Items of property, plant and equipment are stated at cost less accumulated depreciation and impairment losses. Cost includes the original purchase price of the asset and the costs attributable to bringing the asset to its working condition for its intended use. When parts of an item of property, plant and equipment have different useful lives, those components are accounted for as separate items of property, plant and equipment.

 

Subsequent costs are included in the asset's carrying amount or recognised as a separate asset, as appropriate, only when it is probable that future economic benefits associated with the item will flow to the Group and the cost of the item can be measured reliably.

 

Gains and losses on disposals are determined by comparing the proceeds with the carrying amount and are recognised in the income statements.

 

Depreciation

Depreciation is provided at the following annual rates in order to write off each asset over its estimated useful life.

 

Computer equipment   - 18 to 36 months   straight line

 

 

Taxation

Current taxes are based on the results shown in the financial statements and are calculated according to local tax rules, using tax rates enacted or substantially enacted by the statement of financial position date.

 

Deferred tax is provided using the statement of financial position liability method, providing for temporary differences between the carrying amounts of assets and liabilities for financial reporting purposes and the amounts used for taxation purposes.

 

Temporary differences are not provided for the initial recognition of other assets or liabilities that affect neither accounting nor taxable profit.

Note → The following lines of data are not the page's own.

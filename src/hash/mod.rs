//! Digests and fingerprints.
//!
//! - [`HashAlgorithm`]: the pluggable digest used everywhere (SHA-1 by default)
//! - [`super_hash`]: whitespace- and line-ending-tolerant content fingerprints
//! - [`identity`]: metadata fingerprints for libraries without usable content

pub mod identity;
pub mod super_hash;

use std::fs::File;
use std::io::{self, Read};
use std::path::Path;

use schemars::JsonSchema;
use serde::{Deserialize, Serialize};
use sha1::Digest;

use crate::error::{FingerprintError, Result};

pub use identity::{IdentityScheme, LibraryIdentity, underscore_digest};
pub use super_hash::{
    MAX_SUPER_HASH_SIZE, MIN_FULL_HASH_SIZE, MIN_PARTIAL_HASH_SIZE, SuperHash, bucket_size,
    other_platform_hash, other_platform_hash_file, super_hash, super_hash_file,
};

/// Checksum map key for the plain content digest.
pub const SHA1_KEY: &str = "SHA1";
/// Checksum map key for the ecosystem's metadata digest.
pub const ADDITIONAL_SHA1_KEY: &str = "ADDITIONAL_SHA1";

/// Digest algorithm used for every hash the engine produces.
///
/// Output is always rendered as lowercase hex.
#[derive(
    Debug, Clone, Copy, PartialEq, Eq, Hash, Default, Serialize, Deserialize, JsonSchema,
)]
#[serde(rename_all = "kebab-case")]
pub enum HashAlgorithm {
    /// SHA-1, 160-bit. The vulnerability tables are keyed by it.
    #[default]
    Sha1,
    /// SHA-256
    #[cfg(feature = "sha2-digests")]
    Sha256,
    /// SHA-512
    #[cfg(feature = "sha2-digests")]
    Sha512,
}

impl HashAlgorithm {
    #[must_use]
    pub const fn name(&self) -> &'static str {
        match self {
            Self::Sha1 => "SHA1",
            #[cfg(feature = "sha2-digests")]
            Self::Sha256 => "SHA256",
            #[cfg(feature = "sha2-digests")]
            Self::Sha512 => "SHA512",
        }
    }

    /// Length of the hex-encoded digest.
    #[must_use]
    pub const fn hex_len(&self) -> usize {
        match self {
            Self::Sha1 => 40,
            #[cfg(feature = "sha2-digests")]
            Self::Sha256 => 64,
            #[cfg(feature = "sha2-digests")]
            Self::Sha512 => 128,
        }
    }

    /// Digest everything `reader` yields.
    pub fn digest_reader<R: Read>(&self, reader: R) -> io::Result<String> {
        match self {
            Self::Sha1 => stream::<sha1::Sha1, R>(reader),
            #[cfg(feature = "sha2-digests")]
            Self::Sha256 => stream::<sha2::Sha256, R>(reader),
            #[cfg(feature = "sha2-digests")]
            Self::Sha512 => stream::<sha2::Sha512, R>(reader),
        }
    }

    #[must_use]
    pub fn digest_bytes(&self, bytes: &[u8]) -> String {
        match self {
            Self::Sha1 => hex::encode(sha1::Sha1::digest(bytes)),
            #[cfg(feature = "sha2-digests")]
            Self::Sha256 => hex::encode(sha2::Sha256::digest(bytes)),
            #[cfg(feature = "sha2-digests")]
            Self::Sha512 => hex::encode(sha2::Sha512::digest(bytes)),
        }
    }

    #[must_use]
    pub fn digest_str(&self, text: &str) -> String {
        self.digest_bytes(text.as_bytes())
    }

    /// Digest a file's raw content.
    pub fn digest_file(&self, path: &Path) -> Result<String> {
        let file = File::open(path).map_err(|e| FingerprintError::io(path, e))?;
        self.digest_reader(file)
            .map_err(|e| FingerprintError::io(path, e))
    }
}

impl std::fmt::Display for HashAlgorithm {
    fn fmt(&self, f: &mut std::fmt::Formatter<'_>) -> std::fmt::Result {
        f.write_str(self.name())
    }
}

fn stream<D, R>(mut reader: R) -> io::Result<String>
where
    D: Digest + io::Write,
    R: Read,
{
    let mut hasher = D::new();
    io::copy(&mut reader, &mut hasher)?;
    Ok(hex::encode(hasher.finalize()))
}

The amount of deferred tax provided is based on the expected manner of realisation or settlement of the carrying amount of assets and liabilities, using tax rates enacted or substantially enacted at the statement of financial position date.

 

A deferred tax asset is recognised only to the extent that it is probable that future taxable profits will be available against which the asset can be utilised. Deferred tax assets are reduced to the extent that it is no longer probable that the related tax benefit will be realised.

 

Deferred income tax assets and liabilities are offset when there is a legally enforceable right to offset current tax assets against current tax liabilities and when the deferred income taxes assets and liabilities relate to income taxes levied by the same taxation authority on either the taxable entity or different taxable entities where there is an intention to settle the balances on a net basis.

 

Deferred income tax is provided on temporary differences arising on investments in subsidiaries, except for deferred income tax liability where the timing of the reversal of the temporary difference is controlled by the Group and it is probable that the temporary difference will not reverse in the foreseeable future.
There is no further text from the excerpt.